▶

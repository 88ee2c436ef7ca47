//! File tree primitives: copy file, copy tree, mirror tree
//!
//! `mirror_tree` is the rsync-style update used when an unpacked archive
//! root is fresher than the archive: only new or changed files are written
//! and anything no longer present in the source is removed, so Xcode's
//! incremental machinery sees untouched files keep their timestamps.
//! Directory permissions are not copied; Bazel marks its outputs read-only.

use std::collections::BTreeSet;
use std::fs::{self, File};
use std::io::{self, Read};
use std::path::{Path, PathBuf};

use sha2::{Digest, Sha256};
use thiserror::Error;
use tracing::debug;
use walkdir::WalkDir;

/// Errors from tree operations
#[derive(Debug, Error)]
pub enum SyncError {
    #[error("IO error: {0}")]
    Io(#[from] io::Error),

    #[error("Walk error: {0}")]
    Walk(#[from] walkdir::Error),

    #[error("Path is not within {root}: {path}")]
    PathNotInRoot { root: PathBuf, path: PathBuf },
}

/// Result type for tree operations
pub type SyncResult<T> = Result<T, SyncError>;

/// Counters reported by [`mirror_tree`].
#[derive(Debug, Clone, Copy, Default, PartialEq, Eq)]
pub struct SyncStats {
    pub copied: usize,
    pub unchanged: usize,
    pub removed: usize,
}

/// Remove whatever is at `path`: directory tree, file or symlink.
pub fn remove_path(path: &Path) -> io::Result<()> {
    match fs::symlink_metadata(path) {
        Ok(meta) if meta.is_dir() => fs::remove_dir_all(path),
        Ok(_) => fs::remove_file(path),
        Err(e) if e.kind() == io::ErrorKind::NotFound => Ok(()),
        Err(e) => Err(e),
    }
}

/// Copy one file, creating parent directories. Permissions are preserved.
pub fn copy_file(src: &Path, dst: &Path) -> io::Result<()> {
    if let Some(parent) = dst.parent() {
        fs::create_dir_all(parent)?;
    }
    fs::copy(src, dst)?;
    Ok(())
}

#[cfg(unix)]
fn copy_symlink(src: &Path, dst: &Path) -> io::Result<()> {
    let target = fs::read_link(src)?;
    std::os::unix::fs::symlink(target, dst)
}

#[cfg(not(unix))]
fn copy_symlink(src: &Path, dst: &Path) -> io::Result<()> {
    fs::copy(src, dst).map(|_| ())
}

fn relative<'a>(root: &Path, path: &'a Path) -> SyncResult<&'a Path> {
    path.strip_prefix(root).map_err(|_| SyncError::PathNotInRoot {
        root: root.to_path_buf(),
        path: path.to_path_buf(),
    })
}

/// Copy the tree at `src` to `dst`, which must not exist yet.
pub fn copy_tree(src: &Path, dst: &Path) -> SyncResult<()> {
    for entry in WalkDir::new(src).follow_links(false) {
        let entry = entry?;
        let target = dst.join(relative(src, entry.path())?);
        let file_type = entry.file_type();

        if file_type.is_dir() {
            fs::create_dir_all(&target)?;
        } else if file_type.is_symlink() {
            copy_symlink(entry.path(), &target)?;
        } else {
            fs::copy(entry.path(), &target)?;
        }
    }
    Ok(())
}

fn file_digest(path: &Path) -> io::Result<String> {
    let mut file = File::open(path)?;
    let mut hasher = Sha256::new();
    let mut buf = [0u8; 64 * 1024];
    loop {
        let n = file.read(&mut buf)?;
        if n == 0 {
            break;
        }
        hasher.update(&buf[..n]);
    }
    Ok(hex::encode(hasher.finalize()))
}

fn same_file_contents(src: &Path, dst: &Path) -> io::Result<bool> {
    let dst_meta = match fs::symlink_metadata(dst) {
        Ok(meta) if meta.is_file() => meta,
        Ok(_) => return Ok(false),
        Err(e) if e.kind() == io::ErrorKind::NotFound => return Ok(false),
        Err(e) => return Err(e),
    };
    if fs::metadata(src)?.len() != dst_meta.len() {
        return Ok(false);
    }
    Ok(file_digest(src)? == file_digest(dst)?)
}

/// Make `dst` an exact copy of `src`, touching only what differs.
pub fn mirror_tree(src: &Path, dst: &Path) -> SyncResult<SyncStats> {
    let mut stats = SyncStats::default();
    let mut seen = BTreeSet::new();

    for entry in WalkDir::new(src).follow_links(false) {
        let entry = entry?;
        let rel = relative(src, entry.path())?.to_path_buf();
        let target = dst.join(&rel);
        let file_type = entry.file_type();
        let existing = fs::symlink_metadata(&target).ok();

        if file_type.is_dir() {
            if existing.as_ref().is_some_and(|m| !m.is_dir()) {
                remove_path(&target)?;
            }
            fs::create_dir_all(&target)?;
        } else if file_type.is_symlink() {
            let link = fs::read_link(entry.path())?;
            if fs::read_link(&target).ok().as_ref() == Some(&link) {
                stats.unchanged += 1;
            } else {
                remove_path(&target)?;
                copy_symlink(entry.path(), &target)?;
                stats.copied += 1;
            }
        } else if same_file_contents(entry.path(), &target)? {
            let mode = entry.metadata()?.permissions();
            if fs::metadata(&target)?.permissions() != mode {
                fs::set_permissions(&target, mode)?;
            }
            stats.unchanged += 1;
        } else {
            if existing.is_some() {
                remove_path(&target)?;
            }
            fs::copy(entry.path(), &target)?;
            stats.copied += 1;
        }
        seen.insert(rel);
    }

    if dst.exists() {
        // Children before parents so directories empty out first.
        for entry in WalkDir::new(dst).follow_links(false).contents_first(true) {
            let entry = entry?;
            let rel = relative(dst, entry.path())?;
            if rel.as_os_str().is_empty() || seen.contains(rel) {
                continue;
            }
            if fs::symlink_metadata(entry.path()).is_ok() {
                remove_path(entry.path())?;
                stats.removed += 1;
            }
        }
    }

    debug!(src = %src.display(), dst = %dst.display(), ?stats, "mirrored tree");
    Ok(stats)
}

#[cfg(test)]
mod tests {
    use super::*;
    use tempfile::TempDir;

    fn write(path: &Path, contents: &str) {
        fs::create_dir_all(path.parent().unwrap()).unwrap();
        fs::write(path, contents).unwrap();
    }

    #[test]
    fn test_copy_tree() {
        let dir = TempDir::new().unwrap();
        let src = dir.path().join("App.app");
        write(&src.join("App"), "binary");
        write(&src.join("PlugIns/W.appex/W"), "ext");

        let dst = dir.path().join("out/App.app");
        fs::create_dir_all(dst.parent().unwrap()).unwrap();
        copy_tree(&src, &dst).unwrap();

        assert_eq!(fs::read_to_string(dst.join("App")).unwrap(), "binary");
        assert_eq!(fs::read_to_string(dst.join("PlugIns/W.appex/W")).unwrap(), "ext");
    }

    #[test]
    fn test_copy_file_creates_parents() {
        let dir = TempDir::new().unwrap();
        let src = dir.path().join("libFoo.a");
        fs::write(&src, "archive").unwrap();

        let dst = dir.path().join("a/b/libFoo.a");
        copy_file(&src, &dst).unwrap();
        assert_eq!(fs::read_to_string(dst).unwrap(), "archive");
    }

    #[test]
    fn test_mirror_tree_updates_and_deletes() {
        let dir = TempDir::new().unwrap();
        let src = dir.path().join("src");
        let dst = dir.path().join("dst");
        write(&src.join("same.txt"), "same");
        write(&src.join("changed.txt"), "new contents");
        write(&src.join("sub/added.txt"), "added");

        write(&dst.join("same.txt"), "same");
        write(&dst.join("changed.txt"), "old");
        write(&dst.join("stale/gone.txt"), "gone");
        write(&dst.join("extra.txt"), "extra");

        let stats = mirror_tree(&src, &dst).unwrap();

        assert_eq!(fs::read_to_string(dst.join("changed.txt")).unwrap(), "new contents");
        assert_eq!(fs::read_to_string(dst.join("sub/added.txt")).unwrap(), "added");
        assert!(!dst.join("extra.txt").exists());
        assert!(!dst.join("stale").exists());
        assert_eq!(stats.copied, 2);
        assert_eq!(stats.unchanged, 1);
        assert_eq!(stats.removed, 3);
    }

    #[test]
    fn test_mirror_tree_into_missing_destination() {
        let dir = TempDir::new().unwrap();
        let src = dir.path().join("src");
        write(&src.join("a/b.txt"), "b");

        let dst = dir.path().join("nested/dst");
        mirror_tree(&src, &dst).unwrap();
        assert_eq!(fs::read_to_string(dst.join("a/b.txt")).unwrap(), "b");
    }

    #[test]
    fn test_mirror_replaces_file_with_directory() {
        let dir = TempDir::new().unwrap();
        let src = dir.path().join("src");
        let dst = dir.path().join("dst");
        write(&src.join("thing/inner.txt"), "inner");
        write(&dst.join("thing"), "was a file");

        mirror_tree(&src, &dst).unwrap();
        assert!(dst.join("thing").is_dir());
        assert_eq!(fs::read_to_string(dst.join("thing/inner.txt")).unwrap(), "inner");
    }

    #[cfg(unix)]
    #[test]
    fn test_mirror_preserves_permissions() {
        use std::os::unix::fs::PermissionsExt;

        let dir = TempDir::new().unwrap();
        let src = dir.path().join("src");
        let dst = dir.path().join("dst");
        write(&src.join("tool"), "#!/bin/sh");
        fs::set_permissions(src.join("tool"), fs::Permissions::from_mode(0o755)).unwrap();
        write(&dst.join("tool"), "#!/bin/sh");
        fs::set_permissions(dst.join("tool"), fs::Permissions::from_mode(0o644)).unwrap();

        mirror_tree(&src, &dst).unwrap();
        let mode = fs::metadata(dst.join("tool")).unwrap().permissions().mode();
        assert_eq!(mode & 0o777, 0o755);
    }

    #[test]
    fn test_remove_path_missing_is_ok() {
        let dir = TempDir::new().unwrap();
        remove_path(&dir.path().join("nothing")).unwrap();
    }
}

◀
▶

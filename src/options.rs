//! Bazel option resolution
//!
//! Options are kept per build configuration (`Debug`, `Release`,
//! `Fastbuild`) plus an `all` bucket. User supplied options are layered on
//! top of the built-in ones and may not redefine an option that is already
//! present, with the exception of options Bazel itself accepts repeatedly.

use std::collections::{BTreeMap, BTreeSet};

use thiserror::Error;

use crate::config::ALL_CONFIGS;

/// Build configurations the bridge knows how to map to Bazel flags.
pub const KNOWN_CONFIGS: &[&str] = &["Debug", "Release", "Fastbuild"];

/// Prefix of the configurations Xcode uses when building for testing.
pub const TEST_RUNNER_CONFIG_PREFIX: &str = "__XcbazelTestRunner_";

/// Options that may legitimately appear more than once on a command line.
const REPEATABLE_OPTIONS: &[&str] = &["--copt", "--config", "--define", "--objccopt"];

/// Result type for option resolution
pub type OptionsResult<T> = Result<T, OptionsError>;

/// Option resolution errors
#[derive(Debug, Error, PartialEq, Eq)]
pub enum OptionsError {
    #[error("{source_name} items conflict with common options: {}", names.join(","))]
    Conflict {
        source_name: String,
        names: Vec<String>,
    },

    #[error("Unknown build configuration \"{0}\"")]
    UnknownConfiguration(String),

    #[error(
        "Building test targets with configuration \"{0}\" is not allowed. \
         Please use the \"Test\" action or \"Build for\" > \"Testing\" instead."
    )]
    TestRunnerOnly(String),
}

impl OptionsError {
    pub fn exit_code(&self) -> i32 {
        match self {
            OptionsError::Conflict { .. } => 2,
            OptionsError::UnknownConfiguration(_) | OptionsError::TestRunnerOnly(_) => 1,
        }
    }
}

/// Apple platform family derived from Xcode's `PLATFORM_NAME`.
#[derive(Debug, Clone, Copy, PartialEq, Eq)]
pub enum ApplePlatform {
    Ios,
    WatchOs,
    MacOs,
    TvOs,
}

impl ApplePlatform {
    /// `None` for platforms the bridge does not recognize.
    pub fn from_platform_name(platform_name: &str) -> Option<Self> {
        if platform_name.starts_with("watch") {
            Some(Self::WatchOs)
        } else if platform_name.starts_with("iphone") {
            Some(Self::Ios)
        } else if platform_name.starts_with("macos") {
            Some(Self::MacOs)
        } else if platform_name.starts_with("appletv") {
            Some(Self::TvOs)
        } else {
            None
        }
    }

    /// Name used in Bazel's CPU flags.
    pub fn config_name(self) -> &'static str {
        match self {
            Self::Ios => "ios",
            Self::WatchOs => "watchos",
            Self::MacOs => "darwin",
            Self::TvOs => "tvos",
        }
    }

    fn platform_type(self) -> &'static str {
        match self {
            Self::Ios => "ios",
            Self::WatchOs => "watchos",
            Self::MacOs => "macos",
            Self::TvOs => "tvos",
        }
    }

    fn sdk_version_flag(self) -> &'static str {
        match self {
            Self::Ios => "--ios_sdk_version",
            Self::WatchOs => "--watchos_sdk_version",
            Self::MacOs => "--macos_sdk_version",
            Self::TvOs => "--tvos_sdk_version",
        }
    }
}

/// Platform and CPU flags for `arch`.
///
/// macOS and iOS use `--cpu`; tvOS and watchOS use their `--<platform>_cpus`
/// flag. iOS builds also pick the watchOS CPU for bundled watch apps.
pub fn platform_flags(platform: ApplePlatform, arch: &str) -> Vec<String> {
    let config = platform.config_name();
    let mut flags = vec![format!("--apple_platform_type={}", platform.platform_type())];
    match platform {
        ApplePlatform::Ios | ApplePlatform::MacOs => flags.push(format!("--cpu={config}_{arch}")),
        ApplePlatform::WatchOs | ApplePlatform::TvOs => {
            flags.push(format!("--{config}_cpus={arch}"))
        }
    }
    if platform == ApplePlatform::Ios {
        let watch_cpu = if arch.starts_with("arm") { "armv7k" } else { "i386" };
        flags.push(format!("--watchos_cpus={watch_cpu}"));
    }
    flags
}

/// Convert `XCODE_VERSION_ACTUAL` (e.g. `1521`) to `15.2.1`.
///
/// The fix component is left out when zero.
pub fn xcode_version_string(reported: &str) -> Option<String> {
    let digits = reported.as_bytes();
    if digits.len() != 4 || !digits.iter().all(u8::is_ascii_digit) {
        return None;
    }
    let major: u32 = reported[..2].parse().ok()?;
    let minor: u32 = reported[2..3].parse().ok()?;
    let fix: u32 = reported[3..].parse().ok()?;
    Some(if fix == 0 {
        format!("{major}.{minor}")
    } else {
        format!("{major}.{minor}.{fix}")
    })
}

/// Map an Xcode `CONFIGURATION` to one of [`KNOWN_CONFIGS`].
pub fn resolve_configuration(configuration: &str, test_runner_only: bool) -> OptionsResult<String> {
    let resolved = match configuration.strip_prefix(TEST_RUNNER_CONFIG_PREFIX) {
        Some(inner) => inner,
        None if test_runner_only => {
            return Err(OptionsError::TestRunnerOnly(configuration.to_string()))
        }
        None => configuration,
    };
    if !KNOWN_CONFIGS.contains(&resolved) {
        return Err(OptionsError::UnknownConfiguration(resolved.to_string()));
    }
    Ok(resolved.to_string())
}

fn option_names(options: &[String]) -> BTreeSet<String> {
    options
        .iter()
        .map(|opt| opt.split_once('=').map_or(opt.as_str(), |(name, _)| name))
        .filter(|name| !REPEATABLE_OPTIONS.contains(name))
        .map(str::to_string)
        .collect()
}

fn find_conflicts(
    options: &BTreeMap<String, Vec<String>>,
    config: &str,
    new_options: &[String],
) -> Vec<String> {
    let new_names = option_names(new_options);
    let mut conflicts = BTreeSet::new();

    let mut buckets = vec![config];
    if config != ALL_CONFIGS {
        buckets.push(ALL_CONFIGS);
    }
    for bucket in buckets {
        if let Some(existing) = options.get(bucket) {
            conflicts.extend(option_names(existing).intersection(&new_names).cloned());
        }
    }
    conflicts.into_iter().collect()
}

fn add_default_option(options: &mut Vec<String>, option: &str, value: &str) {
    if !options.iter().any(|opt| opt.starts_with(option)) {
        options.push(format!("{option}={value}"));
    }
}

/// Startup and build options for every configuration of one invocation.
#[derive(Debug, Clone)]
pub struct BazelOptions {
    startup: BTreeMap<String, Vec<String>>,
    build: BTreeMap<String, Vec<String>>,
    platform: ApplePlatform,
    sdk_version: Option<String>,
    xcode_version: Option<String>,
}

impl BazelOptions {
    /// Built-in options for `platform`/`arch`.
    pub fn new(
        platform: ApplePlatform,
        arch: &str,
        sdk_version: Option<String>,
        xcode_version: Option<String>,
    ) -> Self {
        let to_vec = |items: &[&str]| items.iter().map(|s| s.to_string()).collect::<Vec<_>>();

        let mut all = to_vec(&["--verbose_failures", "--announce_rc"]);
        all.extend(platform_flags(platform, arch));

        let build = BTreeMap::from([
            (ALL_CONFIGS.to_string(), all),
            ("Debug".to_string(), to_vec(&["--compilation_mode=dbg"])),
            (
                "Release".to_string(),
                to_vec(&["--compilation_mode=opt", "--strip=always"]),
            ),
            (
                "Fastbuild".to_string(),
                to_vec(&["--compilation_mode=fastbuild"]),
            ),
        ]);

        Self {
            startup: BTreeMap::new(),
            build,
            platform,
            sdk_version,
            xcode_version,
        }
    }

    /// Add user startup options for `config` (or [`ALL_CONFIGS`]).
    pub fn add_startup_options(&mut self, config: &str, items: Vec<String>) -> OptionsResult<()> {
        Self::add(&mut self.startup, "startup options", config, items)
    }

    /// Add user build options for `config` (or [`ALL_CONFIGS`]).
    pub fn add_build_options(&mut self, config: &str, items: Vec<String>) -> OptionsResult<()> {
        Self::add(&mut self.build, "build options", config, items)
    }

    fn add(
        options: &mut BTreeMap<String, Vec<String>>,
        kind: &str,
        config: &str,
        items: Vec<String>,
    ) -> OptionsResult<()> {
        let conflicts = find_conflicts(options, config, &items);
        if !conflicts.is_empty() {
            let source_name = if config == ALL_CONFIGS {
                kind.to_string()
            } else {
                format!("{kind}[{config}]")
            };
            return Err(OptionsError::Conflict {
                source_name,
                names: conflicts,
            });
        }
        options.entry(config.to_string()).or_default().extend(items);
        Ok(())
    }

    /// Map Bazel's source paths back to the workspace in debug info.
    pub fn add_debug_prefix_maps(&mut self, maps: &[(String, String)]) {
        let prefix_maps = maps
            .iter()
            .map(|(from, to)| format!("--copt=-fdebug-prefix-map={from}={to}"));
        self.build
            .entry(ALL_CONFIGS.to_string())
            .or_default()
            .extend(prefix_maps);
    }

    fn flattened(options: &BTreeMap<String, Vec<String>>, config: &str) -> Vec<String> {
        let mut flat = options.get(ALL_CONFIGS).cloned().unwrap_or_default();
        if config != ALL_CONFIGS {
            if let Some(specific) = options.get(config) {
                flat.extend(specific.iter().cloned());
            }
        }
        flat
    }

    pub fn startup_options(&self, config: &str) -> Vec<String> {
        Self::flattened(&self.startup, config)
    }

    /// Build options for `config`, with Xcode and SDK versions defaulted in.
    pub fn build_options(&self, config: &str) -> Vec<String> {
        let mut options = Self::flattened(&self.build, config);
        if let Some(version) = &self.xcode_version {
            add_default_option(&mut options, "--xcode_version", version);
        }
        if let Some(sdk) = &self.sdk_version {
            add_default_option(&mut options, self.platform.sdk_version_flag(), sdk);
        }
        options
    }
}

◀

» Work item: The expected answer is each line of the records above that includes the string "appex".

» Response area:
        write(&src.join("PlugIns/W.appex/W"), "ext");
        assert_eq!(fs::read_to_string(dst.join("PlugIns/W.appex/W")).unwrap(), "ext");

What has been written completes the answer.